Bill O’Leary, an IT specialist at a hospital in Montana, got a typical request one evening in January. A physician at another hospital, in this case a pediatric neurologist in Seattle, needed O’Leary to send the doctor a patient’s medical imaging exam. To transfer the digital image a year ago, O’Leary would have spent hours setting up a private Internet connection between his hospital and the physician’s hospital. Or, he could have copied the image onto a CD and mailed it to Seattle within two days.
With the neurologist’s request, however, O’Leary used a third-party service called eMix that allowed him to send the imaging exam over the Web almost as easily as e-mailing the record to the hospital in Seattle. “It’s a lot faster than over-nighting a CD,” says O’Leary, of Kalispell Regional Medical Center.

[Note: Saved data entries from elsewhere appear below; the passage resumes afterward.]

//! Method registry.
//!
//! Handlers are registered on an owned `Registry` through `&mut self`, then
//! the registry is moved into [`Server::new`](crate::Server::new), which
//! freezes it behind an `Arc`. Dispatch never takes a lock.

use crate::request::Request;
use crate::response::Response;
use crate::{Result, RpcError};
use serde::de::DeserializeOwned;
use serde::Serialize;
use std::collections::HashMap;
use std::fmt;
use std::future::Future;
use std::sync::Arc;

/// Server-side function bound to one method name.
///
/// Implemented for any `Fn(Request) -> impl Future<Output = Response>`.
#[async_trait::async_trait]
pub trait Handler: Send + Sync + 'static {
    async fn call(&self, req: Request) -> Response;
}

#[async_trait::async_trait]
impl<F, Fut> Handler for F
where
    F: Fn(Request) -> Fut + Send + Sync + 'static,
    Fut: Future<Output = Response> + Send + 'static,
{
    async fn call(&self, req: Request) -> Response {
        (self)(req).await
    }
}

pub(crate) type HandlerMap = HashMap<String, Arc<dyn Handler>>;

/// Method name to handler mapping, write-once per name.
#[derive(Default)]
pub struct Registry {
    handlers: HandlerMap,
}

impl Registry {
    pub fn new() -> Self {
        Self::default()
    }

    /// Register `handler` under `method`.
    ///
    /// Fails with [`RpcError::Configuration`] if the name is empty or
    /// already taken; the existing registration is left untouched.
    pub fn handle<H: Handler>(&mut self, method: &str, handler: H) -> Result<&mut Self> {
        if method.is_empty() {
            return Err(RpcError::configuration("method name must not be empty"));
        }
        if self.handlers.contains_key(method) {
            return Err(RpcError::configuration(format!(
                "handler {} already exists",
                method
            )));
        }
        self.handlers.insert(method.to_string(), Arc::new(handler));
        Ok(self)
    }

    /// Register a handler with typed input and output.
    ///
    /// The payload is bound to `Req` before `f` runs; a payload that does not
    /// fit answers with an error and `f` is never called. `Ok` becomes an OK
    /// result, `Err(e)` an error result carrying `e`'s message.
    pub fn handle_typed<Req, Res, E, F, Fut>(&mut self, method: &str, f: F) -> Result<&mut Self>
    where
        Req: DeserializeOwned + Send + 'static,
        Res: Serialize + 'static,
        E: fmt::Display + 'static,
        F: Fn(Req) -> Fut + Send + Sync + 'static,
        Fut: Future<Output = std::result::Result<Res, E>> + Send + 'static,
    {
        let f = Arc::new(f);
        self.handle(method, move |req: Request| {
            let f = f.clone();
            async move {
                let input: Req = match req.bind() {
                    Ok(input) => input,
                    Err(e) => return Response::error(e),
                };
                match (*f)(input).await {
                    Ok(output) => Response::ok(&output),
                    Err(e) => Response::error(e),
                }
            }
        })
    }

    pub fn contains(&self, method: &str) -> bool {
        self.handlers.contains_key(method)
    }

    /// Registered method names, sorted.
    pub fn methods(&self) -> Vec<&str> {
        let mut methods: Vec<&str> = self.handlers.keys().map(String::as_str).collect();
        methods.sort_unstable();
        methods
    }

    pub fn len(&self) -> usize {
        self.handlers.len()
    }

    pub fn is_empty(&self) -> bool {
        self.handlers.is_empty()
    }

    pub(crate) fn seal(self) -> Arc<HandlerMap> {
        Arc::new(self.handlers)
    }
}

impl fmt::Debug for Registry {
    fn fmt(&self, f: &mut fmt::Formatter<'_>) -> fmt::Result {
        f.debug_struct("Registry")
            .field("methods", &self.methods())
            .finish()
    }
}

#[cfg(test)]
mod tests {
    use super::*;
    use crate::envelope::CallEnvelope;
    use serde::Deserialize;
    use serde_json::{json, Value};
    use std::sync::atomic::{AtomicUsize, Ordering};

    async fn ping(_req: Request) -> Response {
        Response::ok("pong")
    }

    async fn pong(_req: Request) -> Response {
        Response::ok("ping")
    }

    fn call_envelope(method: &str, data: Value) -> Request {
        Request::new(CallEnvelope::new(method, data))
    }

    #[test]
    fn test_duplicate_registration_is_configuration_error() {
        let mut registry = Registry::new();
        registry.handle("ping", ping).unwrap();

        let err = registry.handle("ping", pong).unwrap_err();
        assert!(matches!(err, RpcError::Configuration { .. }));
        assert!(err.to_string().contains("ping"));
        assert_eq!(registry.len(), 1);
    }

    #[test]
    fn test_duplicate_detected_in_any_order() {
        for order in [["a", "b", "a"], ["b", "a", "a"], ["a", "a", "b"]] {
            let mut registry = Registry::new();
            let results: Vec<bool> = order
                .iter()
                .map(|m| registry.handle(m, ping).is_ok())
                .collect();
            assert_eq!(results.iter().filter(|ok| !**ok).count(), 1);
            assert_eq!(registry.methods(), vec!["a", "b"]);
        }
    }

    #[test]
    fn test_empty_method_rejected() {
        let mut registry = Registry::new();
        let err = registry.handle("", ping).unwrap_err();
        assert!(matches!(err, RpcError::Configuration { .. }));
        assert!(registry.is_empty());
    }

    #[test]
    fn test_chained_registration() {
        let mut registry = Registry::new();
        registry
            .handle("ping", ping)
            .and_then(|r| r.handle("pong", pong))
            .unwrap();
        assert!(registry.contains("ping"));
        assert!(registry.contains("pong"));
        assert!(!registry.contains("missing"));
    }

    #[tokio::test]
    async fn test_closure_handler() {
        let mut registry = Registry::new();
        registry
            .handle("echo", |req: Request| async move { Response::ok(req.data()) })
            .unwrap();

        let handlers = registry.seal();
        let res = handlers["echo"]
            .call(call_envelope("echo", json!({"x": 1})))
            .await;
        assert_eq!(res, Response::ok(&json!({"x": 1})));
    }

    #[derive(Debug, Deserialize)]
    struct Add {
        a: i64,
        b: i64,
    }

    #[tokio::test]
    async fn test_typed_handler() {
        let mut registry = Registry::new();
        registry
            .handle_typed("add", |args: Add| async move {
                Ok::<_, RpcError>(args.a + args.b)
            })
            .unwrap();

        let handlers = registry.seal();
        let res = handlers["add"]
            .call(call_envelope("add", json!({"a": 3, "b": 4})))
            .await;
        assert_eq!(res, Response::ok(&7));
    }

    #[tokio::test]
    async fn test_typed_handler_error_passes_message() {
        let mut registry = Registry::new();
        registry
            .handle_typed("boom", |_: Value| async move { Err::<(), _>("bad input") })
            .unwrap();

        let handlers = registry.seal();
        let res = handlers["boom"].call(call_envelope("boom", Value::Null)).await;
        assert_eq!(res.into_envelope().error_message(), Some("bad input"));
    }

    #[tokio::test]
    async fn test_typed_handler_bind_failure_skips_function() {
        let calls = Arc::new(AtomicUsize::new(0));
        let counter = calls.clone();

        let mut registry = Registry::new();
        registry
            .handle_typed("add", move |args: Add| {
                counter.fetch_add(1, Ordering::SeqCst);
                async move { Ok::<_, RpcError>(args.a + args.b) }
            })
            .unwrap();

        let handlers = registry.seal();
        let res = handlers["add"]
            .call(call_envelope("add", json!({"a": "three"})))
            .await;

        assert!(!res.is_ok());
        assert_eq!(calls.load(Ordering::SeqCst), 0);
    }

    #[test]
    fn test_debug_lists_methods() {
        let mut registry = Registry::new();
        registry.handle("ping", ping).unwrap();
        assert_eq!(format!("{:?}", registry), "Registry { methods: [\"ping\"] }");
    }
}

Online services like eMix are beginning to catch on because of their ability to bridge gaps in hospitals’ ability to share medical images. The company is wholly owned by San Diego-based DR Systems, a provider of radiology software that developed the eMix technology over the past couple of years.
The eMix service addresses one part of a huge problem in healthcare: hospitals have invested big bucks in IT systems that are often unable to easily “talk” to each other or exchange data like electronic health records and digital medical images. A typical solution has been to load medical images onto CDs, which patients can carry to appointments with doctors at separate facilities. But that practice has proven to be ineffective, for example, because the images on CDs are often damaged or unable to be read on other hospital’s computers. When the records aren’t readily available, the imaging exams often need to be redone, which contributes to the estimated $3 billion to $10 billion per year the U.S. healthcare system spends on unnecessary medical imaging, according to Imaging e-Ordering Coalition, a advocacy group formed last year.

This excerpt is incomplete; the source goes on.